Porta do Sol


    É tentador ler um livro como este do libanês Elias Khoury de um fôlego só. Construído com base em diálogos fundamentalmente narrativos, o romance deixa-se vazar por rompantes preciosos de poesia que o leitor talvez deva enfrentar com mais tempo. Quem lê bons livros de poemas sabe do que falo. Se os textos se revelam bem concebidos, ele é impelido a ler o conjunto de uma sentada. Ao fim, terá experienciado, num tempo deveras curto, o tempo deveras grande que cristalizou o poema perfeito, com seu fundo sem fim, dimensão do que em geral se identifica como a vida, os significados profundos da existência. Este premiado Porta do Sol, mais um romance árabe bem traduzido por Safa Jubran, pede a seus leitores o bom tempo da temperança. A narrativa emerge dos idos de 1947, quando assentamentos judeus nas colônias inglesas da Galiléia e de Jerusalém dão início ao desbaratamento da existência material e cívica dos palestinos, e percorre o tempo de idas e vindas da memória dos seus narradores, testemunhas protagonistas de carne, osso e nervos dos propalados conflitos israelo-palestinos. Ao fim de cada dia, o enfermeiro Ayyub narra, à moda de Sherazade, um pouco das histórias de Yunis, velho combatente da resistência palestina, engastando, de relato em relato, personagens e episódios de uma existência hostil, mas nunca esvaziada do sentido de vida, confrontando o amor com a sensação de perda. O insólito, para o bem e para o mal do romance, é que o ouvinte das narrativas é o mesmo combatente, herói mudo, em coma no leito do hospital.
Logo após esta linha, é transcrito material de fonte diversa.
//! 検索サービス
//!
//! [`LookupService`] は語彙と補助テーブルを起動時に1度だけ読み込み、
//! 以降は `&self` だけで検索に応答します。状態は不変なので、
//! 呼び出し側は `Arc` で包んでスレッド間で共有できます。
//!
//! 検索は次の順に行われ、最初に見つかったものが返されます。
//!
//! 1. 強変化動詞・助動詞の上書き表
//! 2. 曖昧語の表
//! 3. コンパイル済み語彙
//!
//! # 例
//!
//! ```
//! use ordbok::compiler::LexiconCompiler;
//! use ordbok::service::{LookupResult, LookupService};
//! use ordbok::source::RawLexicalEntry;
//!
//! let entries = [RawLexicalEntry::new("hus", "nn", "nn_6n_hus").unwrap()];
//! let (lexicon, _) = LexiconCompiler::new().compile(entries);
//! let service = LookupService::new(lexicon);
//!
//! let result = service.lookup("  Huset ").unwrap();
//! assert_eq!(result.word(), "huset");
//! if let LookupResult::Single { entry, .. } = result {
//!     assert_eq!(entry.base_word(), Some("hus"));
//! }
//! ```

use crate::card;
use crate::config::{DataFile, ServiceConfig};
use crate::errors::{OrdbokError, Result};
use crate::lexicon::{CompiledLexicon, Entry, LexiconStats, Meaning};
use crate::tables::{self, AmbiguousTable, OrdinalTable, StrongVerbTable};

/// 見つからなかった語に添える候補の最大数
pub const SUGGESTION_LIMIT: usize = 5;

/// 検索結果
#[derive(Clone, Debug, PartialEq)]
pub enum LookupResult<'a> {
    /// エントリが1つに定まった場合
    Single {
        /// 正規化された問い合わせ語
        word: String,
        entry: &'a Entry,
    },
    /// 曖昧語の表に登録されている場合
    Ambiguous {
        /// 正規化された問い合わせ語
        word: String,
        meanings: &'a [Meaning],
    },
}

impl LookupResult<'_> {
    /// 正規化された問い合わせ語を返します。
    pub fn word(&self) -> &str {
        match self {
            Self::Single { word, .. } | Self::Ambiguous { word, .. } => word,
        }
    }

    /// 候補の数を返します。
    pub fn len(&self) -> usize {
        match self {
            Self::Single { .. } => 1,
            Self::Ambiguous { meanings, .. } => meanings.len(),
        }
    }

    pub fn is_empty(&self) -> bool {
        self.len() == 0
    }

    pub fn is_ambiguous(&self) -> bool {
        matches!(self, Self::Ambiguous { .. })
    }

    /// 0始まりの `index` 番目の候補をエントリとして返します。
    ///
    /// [`LookupResult::Single`] は候補が1つの一覧として扱われます。
    ///
    /// # エラー
    ///
    /// `index` が候補数以上の場合、[`OrdbokError::AmbiguousIndex`] を返します。
    pub fn select(&self, index: usize) -> Result<Entry> {
        let selected = match self {
            Self::Single { entry, .. } => (index == 0).then(|| (*entry).clone()),
            Self::Ambiguous { word, meanings } => {
                meanings.get(index).map(|meaning| meaning.to_entry(word))
            }
        };
        selected.ok_or_else(|| OrdbokError::AmbiguousIndex {
            word: self.word().to_string(),
            index,
            len: self.len(),
        })
    }
}

/// 検索サービス
pub struct LookupService {
    lexicon: CompiledLexicon,
    strong_verbs: StrongVerbTable,
    ambiguous_words: AmbiguousTable,
    ordinal_numbers: OrdinalTable,
}

impl LookupService {
    /// 補助テーブルを持たないサービスを作成します。
    pub fn new(lexicon: CompiledLexicon) -> Self {
        Self {
            lexicon,
            strong_verbs: StrongVerbTable::new(),
            ambiguous_words: AmbiguousTable::new(),
            ordinal_numbers: OrdinalTable::new(),
        }
    }

    /// 強変化動詞・助動詞の上書き表を設定します。
    pub fn strong_verbs(mut self, table: StrongVerbTable) -> Self {
        self.strong_verbs = table;
        self
    }

    /// 曖昧語の表を設定します。
    pub fn ambiguous_words(mut self, table: AmbiguousTable) -> Self {
        self.ambiguous_words = table;
        self
    }

    /// 序数詞の表を設定します。
    pub fn ordinal_numbers(mut self, table: OrdinalTable) -> Self {
        self.ordinal_numbers = table;
        self
    }

    /// 設定に従って資源を読み込み、サービスを作成します。
    ///
    /// 資源の欠落や破損ではサービスを止めません。
    /// 語彙が読み込めなければ空の語彙で、テーブルが読み込めなければ
    /// 空のテーブルで起動し、その旨をログに残します。
    pub fn from_config(config: &ServiceConfig) -> Self {
        let path = config.path(DataFile::Lexicon);
        let lexicon = match CompiledLexicon::load(path) {
            Ok(lexicon) => {
                let stats = lexicon.stats();
                log::info!(
                    "Dictionary loaded: {} entries ({} base words, {} forms)",
                    stats.total,
                    stats.base_words,
                    stats.word_forms
                );
                lexicon
            }
            Err(e) if e.is_not_found() => {
                log::error!("Dictionary not found at {}", path.display());
                CompiledLexicon::default()
            }
            Err(e) => {
                log::error!("Error loading dictionary {}: {e}", path.display());
                CompiledLexicon::default()
            }
        };

        Self::new(lexicon)
            .strong_verbs(load_table(config, DataFile::StrongVerbs))
            .ambiguous_words(load_table(config, DataFile::AmbiguousWords))
            .ordinal_numbers(load_table(config, DataFile::OrdinalNumbers))
    }

    /// 語を検索します。
    ///
    /// 語は前後の空白を除き小文字にしてから検索されます。
    pub fn lookup(&self, word: &str) -> Option<LookupResult<'_>> {
        let word = normalize(word);
        if let Some(entry) = self.strong_verbs.get(word.as_str()) {
            return Some(LookupResult::Single { word, entry });
        }
        if let Some(meanings) = self.ambiguous_words.get(word.as_str()) {
            return Some(LookupResult::Ambiguous { word, meanings });
        }
        let entry = self.lexicon.get(&word)?;
        Some(LookupResult::Single { word, entry })
    }

    /// `partial` で始まる見出し語を語彙の順序で最大 `limit` 件返します。
    ///
    /// 活用形エントリは候補に含まれません。
    pub fn suggest<'a>(
        &'a self,
        partial: &str,
        limit: usize,
    ) -> impl Iterator<Item = &'a str> + use<'a> {
        let prefix = normalize(partial);
        self.lexicon
            .iter()
            .filter(move |(surface, entry)| !entry.is_form() && surface.starts_with(&prefix))
            .map(|(surface, _)| surface)
            .take(limit)
    }

    /// エントリのカードを作成します。
    pub fn render_card(&self, entry: &Entry, queried_word: &str) -> String {
        card::render_card(entry, queried_word, &self.ordinal_numbers)
    }

    /// 曖昧語の候補一覧を作成します。
    pub fn render_meanings(&self, word: &str, meanings: &[Meaning]) -> String {
        card::render_meanings(word, meanings)
    }

    /// 見つからなかった語への応答を、候補を添えて作成します。
    pub fn render_not_found(&self, word: &str) -> String {
        let suggestions: Vec<&str> = self.suggest(word, SUGGESTION_LIMIT).collect();
        card::render_not_found(word.trim(), &suggestions, self.lexicon.len())
    }

    /// 検索結果の応答を作成します。曖昧語には候補一覧を返します。
    pub fn render_result(&self, result: &LookupResult<'_>) -> String {
        match result {
            LookupResult::Single { word, entry } => self.render_card(entry, word),
            LookupResult::Ambiguous { word, meanings } => self.render_meanings(word, meanings),
        }
    }

    /// 語彙の統計情報を返します。
    pub fn stats(&self) -> LexiconStats {
        self.lexicon.stats()
    }

    pub fn lexicon(&self) -> &CompiledLexicon {
        &self.lexicon
    }
}

fn load_table<T: tables::Table>(config: &ServiceConfig, file: DataFile) -> T {
    tables::load_or_empty(config.path(file), file.description())
}

fn normalize(word: &str) -> String {
    word.trim().to_lowercase()
}

#[cfg(test)]
mod tests {
    use super::*;

    use crate::lexicon::{CanonicalEntry, Forms, WordType};

    fn bare(word: &str, word_type: WordType) -> CanonicalEntry {
        CanonicalEntry {
            word: word.to_string(),
            word_type,
            paradigm: String::new(),
            group: String::new(),
            forms: Forms::None,
            gender: None,
        }
    }

    #[test]
    fn test_send_sync() {
        fn assert_send_sync<T: Send + Sync>() {}
        assert_send_sync::<LookupService>();
    }

    #[test]
    fn test_select_single() {
        let entry = Entry::Base(bare("och", WordType::Unknown));
        let result = LookupResult::Single {
            word: "och".to_string(),
            entry: &entry,
        };
        assert_eq!(result.select(0).unwrap(), entry);
        assert!(matches!(
            result.select(1),
            Err(OrdbokError::AmbiguousIndex { index: 1, len: 1, .. })
        ));
    }

    #[test]
    fn test_select_meaning_fills_word() {
        let meanings = [Meaning {
            word_type: WordType::Noun,
            description: Some("lane".to_string()),
            ..Meaning::default()
        }];
        let result = LookupResult::Ambiguous {
            word: "fil".to_string(),
            meanings: &meanings,
        };
        let entry = result.select(0).unwrap();
        assert!(matches!(&entry, Entry::Base(e) if e.word == "fil"));

        let err = result.select(3).unwrap_err();
        assert_eq!(
            err.to_string(),
            "'fil' has 1 meanings, but meaning #4 was selected"
        );
    }

    #[test]
    fn test_empty_service() {
        let service = LookupService::new(CompiledLexicon::default());
        assert!(service.lookup("hus").is_none());
        assert_eq!(service.suggest("h", 5).count(), 0);
        assert_eq!(service.stats(), LexiconStats::default());
    }
}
O enfermeiro luta para conservar-lhe a dignidade asseando-o, alimentando-o e ungindo-lhe o corpo, como que a evitar que o heroísmo veja-se reduzido ao simbolismo de um galho de laranja já apodrecido na parede: “Devemos comer a laranja da Palestina… em vez de pendurar sua pátria na parede, derrube a parede e vá. Devemos comer todas as laranjas do mundo sem temer; nossa pátria não são laranjas, somos nós”.